Tijuana tiene pasajes inhóspitos cuya desolación fue clave para la filmación del primer mediometraje de Abraham Sánchez, Devastación. La historia de una invasión zombi en la frontera resultó ganadora del premio del primer Macabro Lab el año pasado y se estrenará en el Festival Macabro del año entrante.

El realizador reconoce que el cine de este género enfrenta a un fenómeno peculiar en México. “Es difícil competir con la realidad. Cada vez es peor que cualquier película de terror. Por eso, me voy por el lado de los monstruos y la fantasía, porque te permiten entenderla de otra manera. Estos elementos son visualmente interesantes y provocan efectos que a veces no se logran con una historia de un brutal asesino. La gente ya no se asusta ante el homicidio porque ha leído noticias peores en los periódicos”.

El joven director tijuanense anticipa detalles de su primer mediometraje, al que preceden cuatro cortos en Tijuana, entre ellos uno de vampiros (Sanguijuelas) ganador del premio al Mejor Cortometraje en Macabro 2013.

Los zombis están de moda, pero siento que la intención, cuando se modernizaron estos monstruos con las películas de George Romero, era hacer analogías de la realidad; el monstruo no es importante en sí mismo, sino el conflicto que desata”.

En Devastación, tras la invasión, los muertos vivientes construyen una barda alrededor de la ciudad, aislando a los habitantes del resto del mundo. “Me interesaba utilizarlos como un punto de partida para contar una historia de conflicto entre personas, de cómo quienes viven situaciones difíciles, a veces se vuelven inestables mentalmente”, explica el director.

Las zonas abandonadas que en otros tiempos fueron residenciales, le hicieron pensar desde su infancia en paisajes apocalípticos. “Eso se prestó a que filmáramos ahí y le dio un look a la película”.

Con cineastas como Aarón Soto, uno de los realizadores de México bárbaro, Jean Carlo Ruiz, José Pérez, Ricardo Silva y el mismo Abraham Sánchez, Tijuana se perfila como productora de cine de este género. Pero, como suele pasar en varios estados de la República, es una paradoja. En aquella ciudad no existe una escuela de cine y mucho menos una industria que financie las nuevas propuestas visuales.

De hecho, el premio que obtuvo en Macabro incluía tramoyas, cámaras y equipo pesado que fue imposible trasladarlo a Baja California. “Entonces, el acuerdo fue que cubrieron las necesidades de posproducción y yo filmé con apoyo de amigos que acaban de abrir una productora en Tijuana. Estamos empezando a ver si podemos generar más actividad estética y de contenido”.

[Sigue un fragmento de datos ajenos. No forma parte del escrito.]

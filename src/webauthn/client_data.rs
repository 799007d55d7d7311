//! Client data
//!
//! The client data JSON is hashed once at construction; the digest is what
//! authenticators sign over. The JSON itself is only parsed on demand for
//! ceremony checks.

use serde::{Deserialize, Serialize};

use crate::cose::HashAlgorithm;
use crate::crypto;
use crate::errors::{Result, WebAuthnError};

/// `type` of client data produced by `navigator.credentials.create()`
pub const CEREMONY_CREATE: &str = "webauthn.create";
/// `type` of client data produced by `navigator.credentials.get()`
pub const CEREMONY_GET: &str = "webauthn.get";

/// Raw client data JSON together with its digest
#[derive(Debug, Clone, PartialEq, Eq)]
pub struct ClientData {
    json: Vec<u8>,
    hash_algorithm: HashAlgorithm,
    hash: Vec<u8>,
}

/// Fields of the client data JSON used by ceremony checks
#[derive(Debug, Clone, PartialEq, Eq, Serialize, Deserialize)]
pub struct CollectedClientData {
    /// `type`, or `typ` in legacy U2F client data
    #[serde(rename = "type", alias = "typ")]
    pub ceremony_type: String,
    /// Base64url challenge as echoed by the client
    pub challenge: String,
    pub origin: String,
    #[serde(rename = "crossOrigin", default)]
    pub cross_origin: bool,
    #[serde(rename = "topOrigin", default, skip_serializing_if = "Option::is_none")]
    pub top_origin: Option<String>,
}

impl ClientData {
    /// Wrap client data JSON and hash it with `hash_algorithm`
    #[must_use]
    pub fn new(json: Vec<u8>, hash_algorithm: HashAlgorithm) -> Self {
        let hash = crypto::digest(hash_algorithm, &json);
        Self {
            json,
            hash_algorithm,
            hash,
        }
    }

    /// Wrap client data JSON hashed with SHA-256, as `WebAuthn` clients do
    #[must_use]
    pub fn from_json(json: Vec<u8>) -> Self {
        Self::new(json, HashAlgorithm::Sha256)
    }

    #[must_use]
    pub fn json(&self) -> &[u8] {
        &self.json
    }

    #[must_use]
    pub fn hash_algorithm(&self) -> HashAlgorithm {
        self.hash_algorithm
    }

    /// Digest of the JSON bytes
    #[must_use]
    pub fn hash(&self) -> &[u8] {
        &self.hash
    }

    /// Parse the JSON into its collected fields
    ///
    /// # Errors
    /// Returns `Protocol` if the JSON is invalid or lacks `type`, `challenge` or `origin`
    pub fn collected(&self) -> Result<CollectedClientData> {
        serde_json::from_slice(&self.json)
            .map_err(|e| WebAuthnError::protocol(format!("Invalid client data JSON: {e}")))
    }

    /// Check ceremony type, challenge and origin
    ///
    /// # Arguments
    /// * `expected_type` - [`CEREMONY_CREATE`] or [`CEREMONY_GET`]
    /// * `expected_challenge` - Base64url challenge issued to the client
    /// * `expected_origin` - Relying party origin
    ///
    /// # Errors
    /// Returns `VerificationFailed` on any mismatch, or `Protocol` if the JSON
    /// cannot be parsed
    pub fn verify(
        &self,
        expected_type: &str,
        expected_challenge: &str,
        expected_origin: &str,
    ) -> Result<CollectedClientData> {
        let collected = self.collected()?;

        if collected.ceremony_type != expected_type {
            return Err(WebAuthnError::VerificationFailed(format!(
                "Invalid type, expected {expected_type}"
            )));
        }

        if collected.challenge != expected_challenge {
            return Err(WebAuthnError::VerificationFailed(
                "Challenge mismatch".to_string(),
            ));
        }

        if collected.origin != expected_origin {
            return Err(WebAuthnError::VerificationFailed(
                "Origin mismatch".to_string(),
            ));
        }

        Ok(collected)
    }
}

#[cfg(test)]
mod tests {
    use super::*;
    use base64::engine::general_purpose::STANDARD;
    use base64::Engine;

    const U2F_CLIENT_DATA: &str = concat!(
        r#"{"typ":"navigator.id.finishEnrollment","#,
        r#""challenge":"vqrS6WXDe1JUs5_c3i4-LkKIHRr-3XVb3azuA5TifHo","#,
        r#""cid_pubkey":{"kty":"EC","crv":"P-256","#,
        r#""x":"HzQwlfXX7Q4S5MtCCnZUNBw3RMzPO9tOyWjBqRl4tJ8","#,
        r#""y":"XVguGFLIZx1fXg3wNqfdbn75hi4-_7-BxhMljw42Ht4"},"#,
        r#""origin":"http://example.com"}"#
    );
    const CREATE: &[u8] = include_bytes!("../../tests/fixtures/client_data_create.json");

    #[test]
    fn test_u2f_sample_hash() {
        let client_data = ClientData::from_json(U2F_CLIENT_DATA.as_bytes().to_vec());
        assert_eq!(client_data.hash_algorithm(), HashAlgorithm::Sha256);
        assert_eq!(
            STANDARD.encode(client_data.hash()),
            "QULSHADZT/udUEraj5m3IfSxka5ON8oBQPaWtpg8+ss="
        );
    }

    #[test]
    fn test_u2f_legacy_type_field() {
        let client_data = ClientData::from_json(U2F_CLIENT_DATA.as_bytes().to_vec());
        let collected = client_data.collected().unwrap();
        assert_eq!(collected.ceremony_type, "navigator.id.finishEnrollment");
        assert_eq!(collected.origin, "http://example.com");
        assert!(!collected.cross_origin);
    }

    #[test]
    fn test_hash_algorithms() {
        let json = b"{}".to_vec();
        assert_eq!(ClientData::new(json.clone(), HashAlgorithm::Sha384).hash().len(), 48);
        assert_eq!(ClientData::new(json, HashAlgorithm::Sha512).hash().len(), 64);
    }

    #[test]
    fn test_verify_registration_client_data() {
        let client_data = ClientData::from_json(CREATE.to_vec());
        let challenge = base64::engine::general_purpose::URL_SAFE_NO_PAD
            .encode("fixture-registration-challenge");

        let collected = client_data
            .verify(CEREMONY_CREATE, &challenge, "https://example.com")
            .unwrap();
        assert_eq!(collected.challenge, challenge);

        let wrong_type = client_data.verify(CEREMONY_GET, &challenge, "https://example.com");
        assert!(matches!(wrong_type, Err(WebAuthnError::VerificationFailed(_))));

        let wrong_challenge = client_data.verify(CEREMONY_CREATE, "AAAA", "https://example.com");
        assert!(matches!(
            wrong_challenge,
            Err(WebAuthnError::VerificationFailed(m)) if m == "Challenge mismatch"
        ));

        let wrong_origin = client_data.verify(CEREMONY_CREATE, &challenge, "https://evil.example");
        assert!(matches!(
            wrong_origin,
            Err(WebAuthnError::VerificationFailed(m)) if m == "Origin mismatch"
        ));
    }

    #[test]
    fn test_invalid_json() {
        let client_data = ClientData::from_json(b"not json".to_vec());
        assert!(matches!(client_data.collected(), Err(WebAuthnError::Protocol(_))));

        let missing_origin =
            ClientData::from_json(br#"{"type":"webauthn.get","challenge":"x"}"#.to_vec());
        assert!(matches!(missing_origin.collected(), Err(WebAuthnError::Protocol(_))));
    }
}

Macabro ha sido plataforma de otras producciones como la cinta México bárbaro, impulsada por el director de la controversial Somos lo que hay, de Jorge Michel Grau, que se exhibirá mañana a las 20:00 horas en el Museo Panteón de San Fernando y el viernes 28 a las 19:00 en la Cineteca Nacional, ambas funciones con presencia de sus realizadores.